Image source, Getty Images
Image caption,
The pro-choice movement know as Green Wave has successfully pushed for abortion law reforms in several Latin American countries, but is yet to achieve the same impact in El Salvador

El Salvador has considered legalising medically necessary abortions as part of a constitutional reform package, but plans were scuppered last September by a decision made by President Nayib Bukele.

President Bukele had previously defended such changes to the abortion law during his 2018 presidential campaign, however, saying that he was completely against criminalising women who suffered miscarriages.

Although polls have suggested that a majority of Salvadorians would support legalisation of abortion in cases of non viable pregnancies or when there is risk to the mother's health, there is strong resistance led by conservative politicians and religious leaders.

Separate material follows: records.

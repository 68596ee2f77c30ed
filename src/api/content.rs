//! Portfolio Content Endpoints

use super::{ApiClient, ApiError, AWARDS_PATH, CERTIFICATIONS_PATH, PROJECTS_PATH, SKILLS_PATH};
use crate::models::{Award, Certification, Project, Skill};

impl ApiClient {
    pub async fn fetch_skills(&self) -> Result<Vec<Skill>, ApiError> {
        self.get_list(SKILLS_PATH).await
    }

    pub async fn fetch_projects(&self) -> Result<Vec<Project>, ApiError> {
        self.get_list(PROJECTS_PATH).await
    }

    pub async fn fetch_certifications(&self) -> Result<Vec<Certification>, ApiError> {
        self.get_list(CERTIFICATIONS_PATH).await
    }

    pub async fn fetch_awards(&self) -> Result<Vec<Award>, ApiError> {
        self.get_list(AWARDS_PATH).await
    }
}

'It's a cycle that never seems to end'

As a result of Bukele's U-turn, women who suffer miscarriages can still be imprisoned in El Salvador. As recently as May this year, a woman who suffered a miscarriage, identified only as "Esme", was sentenced to 30 years in jail.

"Women like me keep being put in jail. It's a cycle that never seems to end," Cinthya says.

After being released, Cinthya struggled to find a job because of her criminal record, but with the aid of a grant from an NGO she manages to make a living selling clothes.

Image source, Courtesy of Cinthya
Image caption,
Since her release, Cinthya has given birth to a baby girl

In 2020, she gave birth to a baby girl, Marcela Elizabeth.

"I panicked when I got pregnant, fearing that I might go through all that again if there were complications," Cinthya says.

"But she was born healthy and without any problems. She is my happiness."

Karen says she still feels judged by society but is concentrating her efforts on finishing the secondary school studies that she started in prison, and reconnecting with her son.

She had feared that he would reject her after such a long separation, but found a really loving boy waiting for her when she finally did make it back home. Now Karen is focused on providing him with everything he needs.

However, her thoughts are never far from the women still in prison or others who could find themselves jailed for going through similar experiences.

For Karen, telling her story is a way to help those women.

"There are things that still hurt me that I will never forget. But talking about them may help to prevent other cases from happening and also helps my companions who are still behind bars," she says.